Special Interest Day – Making Art from Destruction: The Cultural History of War and Heroism – November 2019

Making Art from Destruction: The Cultural History of War and Heroism – November 2019
Image supplied by the speaker

On Friday 1st November 2019, we will be hosting a Day of Special Interest at The Warwickshire Golf & Country Club, Leek Wootton, Warwick CV35 7QT.

The speaker will be Dr Max Jones and the subject will be, “Making Art From Destruction: the Cultural History of War and Heroism”.

How have British artists responded to the destruction of warfare?  In this “Day of Special Interest”, we will explore the changing ways in which artists have interpreted war and heroism over the last three centuries. Attention focused on commanders through the eighteenth and nineteenth centuries – Wolfe, Nelson and Wellington, Havelock and Gordon – as sculptors and painters raised a host of Admirals and Generals onto pedestals.

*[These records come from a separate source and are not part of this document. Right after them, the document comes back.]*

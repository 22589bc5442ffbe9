//! Post-processor configuration, loadable from YAML.
//!
//! ```yaml
//! input_width: 640
//! input_height: 640
//! confidence_threshold: 0.25
//! names:
//!   - G-
//!   - B+
//! ```
//!
//! Every field is optional; missing fields take the defaults below. `names`
//! may also be a mapping from class id to name, as in Ultralytics `data.yaml`.

use std::collections::BTreeMap;
use std::fs;
use std::path::Path;

use serde::{Deserialize, Serialize};

use crate::error::AnnotoolError;

/// Side length of the square network input.
pub const DEFAULT_INPUT_SIZE: u32 = 640;

/// Number of mask coefficients per detection row.
pub const DEFAULT_MASK_COEFFICIENTS: usize = 32;

/// Score a candidate must exceed to be kept; also the NMS score cutoff.
pub const DEFAULT_CONFIDENCE_THRESHOLD: f32 = 0.1;

/// Overlap above which the lower-scoring of two boxes is suppressed.
pub const DEFAULT_NMS_THRESHOLD: f32 = 0.1;

/// Sigmoid output above which a mask pixel is foreground.
pub const DEFAULT_MASK_THRESHOLD: f32 = 0.5;

/// Gray level used for letterbox padding.
pub const DEFAULT_PAD_VALUE: u8 = 114;

/// Settings for [`SegmentationPostProcess`](super::SegmentationPostProcess)
/// and the letterbox step of [`SegmentationPipeline`](super::SegmentationPipeline).
#[derive(Clone, Debug, PartialEq, Serialize, Deserialize)]
#[serde(default)]
pub struct ProcessorConfig {
    pub input_width: u32,
    pub input_height: u32,
    pub mask_coefficients: usize,
    pub confidence_threshold: f32,
    pub nms_threshold: f32,
    pub mask_threshold: f32,
    pub pad_value: u8,
    pub names: LabelTable,
}

impl Default for ProcessorConfig {
    fn default() -> Self {
        Self {
            input_width: DEFAULT_INPUT_SIZE,
            input_height: DEFAULT_INPUT_SIZE,
            mask_coefficients: DEFAULT_MASK_COEFFICIENTS,
            confidence_threshold: DEFAULT_CONFIDENCE_THRESHOLD,
            nms_threshold: DEFAULT_NMS_THRESHOLD,
            mask_threshold: DEFAULT_MASK_THRESHOLD,
            pad_value: DEFAULT_PAD_VALUE,
            names: LabelTable::default(),
        }
    }
}

impl ProcessorConfig {
    /// Reads a configuration from a YAML file.
    pub fn from_yaml_file(path: &Path) -> Result<Self, AnnotoolError> {
        let data = fs::read_to_string(path).map_err(AnnotoolError::Io)?;
        let config: Self =
            serde_yaml::from_str(&data).map_err(|source| AnnotoolError::ConfigParse {
                path: path.to_path_buf(),
                source,
            })?;
        config.check()?;
        log::debug!(
            "Loaded processor config from {} ({} class name(s))",
            path.display(),
            config.names.len()
        );
        Ok(config)
    }

    /// Rejects settings the pipeline cannot run with: a zero-sized input or
    /// a threshold that is not a finite number.
    pub fn check(&self) -> Result<(), AnnotoolError> {
        if self.input_width == 0 || self.input_height == 0 {
            return Err(AnnotoolError::InvalidArgument(format!(
                "input size must be non-zero, got {}x{}",
                self.input_width, self.input_height
            )));
        }
        let thresholds = [
            ("confidence_threshold", self.confidence_threshold),
            ("nms_threshold", self.nms_threshold),
            ("mask_threshold", self.mask_threshold),
        ];
        if let Some((name, value)) = thresholds.iter().find(|(_, v)| !v.is_finite()) {
            return Err(AnnotoolError::InvalidArgument(format!(
                "{} must be a finite number, got {}",
                name, value
            )));
        }
        Ok(())
    }

    /// Parses a configuration from a YAML string.
    pub fn from_yaml_str(yaml: &str) -> Result<Self, serde_yaml::Error> {
        serde_yaml::from_str(yaml)
    }

    /// Replaces the class-name table.
    pub fn with_names<I, S>(mut self, names: I) -> Self
    where
        I: IntoIterator<Item = S>,
        S: Into<String>,
    {
        self.names = LabelTable::from_names(names);
        self
    }
}

/// Maps class ids to label strings.
#[derive(Clone, Debug, Default, PartialEq, Serialize)]
#[serde(transparent)]
pub struct LabelTable {
    names: BTreeMap<u32, String>,
}

impl LabelTable {
    /// Builds a table where the n-th name belongs to class id n.
    pub fn from_names<I, S>(names: I) -> Self
    where
        I: IntoIterator<Item = S>,
        S: Into<String>,
    {
        Self {
            names: names
                .into_iter()
                .enumerate()
                .map(|(id, name)| (id as u32, name.into()))
                .collect(),
        }
    }

    /// The name registered for `class_id`, if any.
    pub fn get(&self, class_id: u32) -> Option<&str> {
        self.names.get(&class_id).map(String::as_str)
    }

    /// The label for `class_id`. Ids missing from the table are labelled
    /// with their decimal value.
    pub fn resolve(&self, class_id: u32) -> String {
        match self.get(class_id) {
            Some(name) => name.to_string(),
            None => {
                log::warn!(
                    "Class id {} has no entry in the label table ({} name(s)); using the id as label",
                    class_id,
                    self.names.len()
                );
                class_id.to_string()
            }
        }
    }

    pub fn len(&self) -> usize {
        self.names.len()
    }

    pub fn is_empty(&self) -> bool {
        self.names.is_empty()
    }
}

impl<'de> Deserialize<'de> for LabelTable {
    fn deserialize<D: serde::Deserializer<'de>>(deserializer: D) -> Result<Self, D::Error> {
        #[derive(Deserialize)]
        #[serde(untagged)]
        enum Names {
            Sequence(Vec<String>),
            Mapping(BTreeMap<u32, String>),
        }

        Ok(match Names::deserialize(deserializer)? {
            Names::Sequence(names) => LabelTable::from_names(names),
            Names::Mapping(names) => LabelTable { names },
        })
    }
}

#[cfg(test)]
mod tests {
    use super::*;

    #[test]
    fn test_defaults_apply_to_missing_fields() {
        let config = ProcessorConfig::from_yaml_str("confidence_threshold: 0.4\n").unwrap();
        assert_eq!(config.confidence_threshold, 0.4);
        assert_eq!(config.input_width, 640);
        assert_eq!(config.mask_coefficients, 32);
        assert_eq!(config.pad_value, 114);
        assert!(config.names.is_empty());
    }

    #[test]
    fn test_check_rejects_zero_input_and_nan_thresholds() {
        assert!(ProcessorConfig::default().check().is_ok());

        let zero = ProcessorConfig::from_yaml_str("input_width: 0\n").unwrap();
        let err = zero.check().unwrap_err();
        assert!(err.to_string().contains("input size must be non-zero"));

        let nan = ProcessorConfig {
            mask_threshold: f32::NAN,
            ..ProcessorConfig::default()
        };
        assert!(nan.check().unwrap_err().to_string().contains("mask_threshold"));
    }

    #[test]
    fn test_yaml_file_with_zero_input_is_rejected() {
        let temp = tempfile::tempdir().expect("create temp dir");
        let path = temp.path().join("config.yaml");
        fs::write(&path, "input_width: 0\ninput_height: 640\n").unwrap();
        let err = ProcessorConfig::from_yaml_file(&path).unwrap_err();
        assert!(matches!(err, AnnotoolError::InvalidArgument(_)));
    }

    #[test]
    fn test_names_as_sequence() {
        let config = ProcessorConfig::from_yaml_str("names:\n  - G-\n  - B+\n").unwrap();
        assert_eq!(config.names.get(0), Some("G-"));
        assert_eq!(config.names.get(1), Some("B+"));
        assert_eq!(config.names.get(2), None);
    }

    #[test]
    fn test_names_as_mapping() {
        let config = ProcessorConfig::from_yaml_str("names:\n  0: cell\n  3: debris\n").unwrap();
        assert_eq!(config.names.get(0), Some("cell"));
        assert_eq!(config.names.get(3), Some("debris"));
        assert_eq!(config.names.resolve(1), "1");
    }

    #[test]
    fn test_from_yaml_file_reports_parse_errors() {
        let temp = tempfile::tempdir().expect("create temp dir");
        let path = temp.path().join("bad.yaml");
        fs::write(&path, "input_width: [not, a, number]\n").expect("write yaml");
        let err = ProcessorConfig::from_yaml_file(&path).unwrap_err();
        assert!(matches!(err, AnnotoolError::ConfigParse { .. }));
    }
}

Paintings and monuments presented death in war as heroic sacrifice. The unprecedented destruction wrought by the First World War put these artistic conventions under pressure. Six million Britons served in the armed forces during the war – one in eight perished. The legions of the bereaved launched a wave of commemorative projects, erecting thousands of memorials which still mark the landscape today.

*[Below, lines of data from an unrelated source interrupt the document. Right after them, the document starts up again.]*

//! Validation report types for structured error reporting.
//!
//! Reports can be printed for users or serialized to JSON for tooling.

use std::fmt;

use serde::Serialize;

use crate::error::AnnotoolError;

/// The result of validating a workspace.
#[derive(Clone, Debug, Default, Serialize)]
pub struct ValidationReport {
    /// All issues found during validation, in shape order.
    pub issues: Vec<ValidationIssue>,
}

impl ValidationReport {
    /// Creates a new empty report.
    pub fn new() -> Self {
        Self { issues: Vec::new() }
    }

    /// Adds an issue to the report.
    pub fn add(&mut self, issue: ValidationIssue) {
        self.issues.push(issue);
    }

    /// Returns the number of errors in the report.
    pub fn error_count(&self) -> usize {
        self.issues
            .iter()
            .filter(|i| i.severity == Severity::Error)
            .count()
    }

    /// Returns the number of warnings in the report.
    pub fn warning_count(&self) -> usize {
        self.issues
            .iter()
            .filter(|i| i.severity == Severity::Warning)
            .count()
    }

    /// Returns true if there are no errors.
    pub fn is_ok(&self) -> bool {
        self.error_count() == 0
    }

    /// Returns true if there are no issues at all.
    pub fn is_clean(&self) -> bool {
        self.issues.is_empty()
    }

    /// Turns the report into an error if it has errors, or, when `strict`,
    /// any warnings.
    pub fn into_result(self, strict: bool) -> Result<(), AnnotoolError> {
        let failed = !self.is_ok() || (strict && !self.is_clean());
        if failed {
            Err(AnnotoolError::ValidationFailed {
                error_count: self.error_count(),
                warning_count: self.warning_count(),
                report: self,
            })
        } else {
            Ok(())
        }
    }

    /// The report as pretty-printed JSON, with summary counts.
    pub fn to_json_string(&self) -> Result<String, serde_json::Error> {
        #[derive(Serialize)]
        struct Summary<'a> {
            error_count: usize,
            warning_count: usize,
            issues: &'a [ValidationIssue],
        }
        serde_json::to_string_pretty(&Summary {
            error_count: self.error_count(),
            warning_count: self.warning_count(),
            issues: &self.issues,
        })
    }
}

impl fmt::Display for ValidationReport {
    fn fmt(&self, f: &mut fmt::Formatter<'_>) -> fmt::Result {
        if self.issues.is_empty() {
            return writeln!(f, "Validation passed: no issues found");
        }

        writeln!(
            f,
            "Validation completed with {} error(s) and {} warning(s):",
            self.error_count(),
            self.warning_count()
        )?;
        writeln!(f)?;

        for issue in &self.issues {
            writeln!(f, "  {}", issue)?;
        }

        Ok(())
    }
}

/// A single validation issue (error or warning).
#[derive(Clone, Debug, Serialize)]
pub struct ValidationIssue {
    pub severity: Severity,

    /// A stable code for the issue type.
    pub code: IssueCode,

    /// A human-readable description of the issue.
    pub message: String,

    /// Where the issue occurred.
    pub context: IssueContext,
}

impl ValidationIssue {
    pub fn new(
        severity: Severity,
        code: IssueCode,
        message: impl Into<String>,
        context: IssueContext,
    ) -> Self {
        Self {
            severity,
            code,
            message: message.into(),
            context,
        }
    }

    /// Creates a new error.
    pub fn error(code: IssueCode, message: impl Into<String>, context: IssueContext) -> Self {
        Self::new(Severity::Error, code, message, context)
    }

    /// Creates a new warning.
    pub fn warning(code: IssueCode, message: impl Into<String>, context: IssueContext) -> Self {
        Self::new(Severity::Warning, code, message, context)
    }
}

impl fmt::Display for ValidationIssue {
    fn fmt(&self, f: &mut fmt::Formatter<'_>) -> fmt::Result {
        let severity = match self.severity {
            Severity::Error => "ERROR",
            Severity::Warning => "WARN ",
        };
        write!(
            f,
            "[{}] {:?} in {}: {}",
            severity, self.code, self.context, self.message
        )
    }
}

/// The severity of a validation issue.
#[derive(Clone, Copy, Debug, PartialEq, Eq, Serialize)]
pub enum Severity {
    /// Suspicious but loadable data.
    Warning,
    /// Data that breaks a shape's structural contract.
    Error,
}

/// A stable code identifying the type of validation issue.
#[derive(Clone, Copy, Debug, PartialEq, Eq, Hash, Serialize)]
pub enum IssueCode {
    // Labels
    /// A shape has an empty label.
    EmptyLabel,

    // Point lists
    /// A rectangle does not have exactly two corners.
    RectanglePointCount,
    /// A polygon has fewer than three vertices.
    PolygonTooFewPoints,
    /// A mask shape does not have exactly two box corners.
    MaskPointCount,
    /// A point has a NaN or infinite coordinate.
    NonFinitePoint,
    /// A point lies outside the image.
    PointOutOfBounds,

    // Masks
    /// The run lengths of a compacted mask do not add up to its area.
    RleLengthMismatch,
    /// A mask's size differs from its detection box.
    MaskSizeMismatch,

    // Detection metadata
    /// A confidence score is outside `[0, 1]`.
    ConfidenceOutOfRange,
}

/// Where a validation issue occurred.
#[derive(Clone, Debug, Serialize)]
#[serde(tag = "kind", rename_all = "snake_case")]
pub enum IssueContext {
    /// The shape at `index`.
    Shape { index: usize },
}

impl fmt::Display for IssueContext {
    fn fmt(&self, f: &mut fmt::Formatter<'_>) -> fmt::Result {
        match self {
            IssueContext::Shape { index } => write!(f, "shape {}", index),
        }
    }
}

We will explore how artists developed new strategies to represent loss and honour the dead of the war. Some artists experimented with abstract forms, with Trafalgar Square’s Fourth Plinth emerging as a major national site for artistic innovation in the twenty-first century. Yet established conventions of commemoration and celebration have endured: classical motifs and figurative forms remain central to the art of war and heroism.

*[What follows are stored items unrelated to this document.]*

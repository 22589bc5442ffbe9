//! Geometry primitives shared by shapes, masks and the inference pipeline.
//!
//! - [`Point`]: a floating-point (x, y) vertex owned by a shape's point list.
//! - [`ShapeType`]: the on-disk discriminator for shape records (0/1/2).
//! - [`Rect`]: an integer, axis-aligned box tagged with the coordinate space it
//!   lives in, so image-pixel boxes and mask-grid boxes cannot be mixed up.

mod point;
mod rect;
mod shape_type;
mod space;

pub use point::Point;
pub use rect::Rect;
pub use shape_type::ShapeType;
pub use space::{MaskGrid, Pixel};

Dr Jones is Senior Lecturer in Modern History at the University of Manchester.  He has a BA (Hons) from the University of Oxford, an MA and C.Phil from the University of California at Berkeley and a PhD from the University of Cambridge.  He is also a Fellow of the Royal Historical Society and a Fellow of the Royal Geographical Society.

He regularly speaks about his research to public audiences throughout the UK and beyond. He believes that, "the audience should leave the theatre feeling that they’ve participated in a unique event, shaped by the interaction between the lecturer and the audience. Never simply read out a prepared script".

The cost of the day will be £42.00 which will include lunch. Tickets for this event will be on sale at the September and October lectures.

The lectures will begin at 10:00am and the day is expected to end at about 4:00pm.

Roz Crampton

Image supplied by the Speaker

Update – January 2019

A very Happy New Year to you all and welcome to 2019!

I hope that, however you chose to celebrate the Christmas season, you had a thoroughly enjoyable time and found some time to relax amongst the festivities.

We had a very successful set of lectures in the first half of the 2018/19 year, the last lecture of which was most impressive on ‘Contrapuntal Forms: Barbara Hepworth and Terry Frost’. Those of you who were at the lecture (and maybe even more if you were not able to be there), might be interested in a piece written by one of our members, David Howells (a collector of a number of pieces of Terry Frost’s work), which has details about Terry’s life and background; you can download the piece here

We have an equally impressive set of lectures for you in the second half of the season. It starts on Wednesday 6th February with Dr. Caroline Shenton on ‘Votes for Women! Art and the Suffragettes’ which should be most stimulating-certainly more so than present day politics!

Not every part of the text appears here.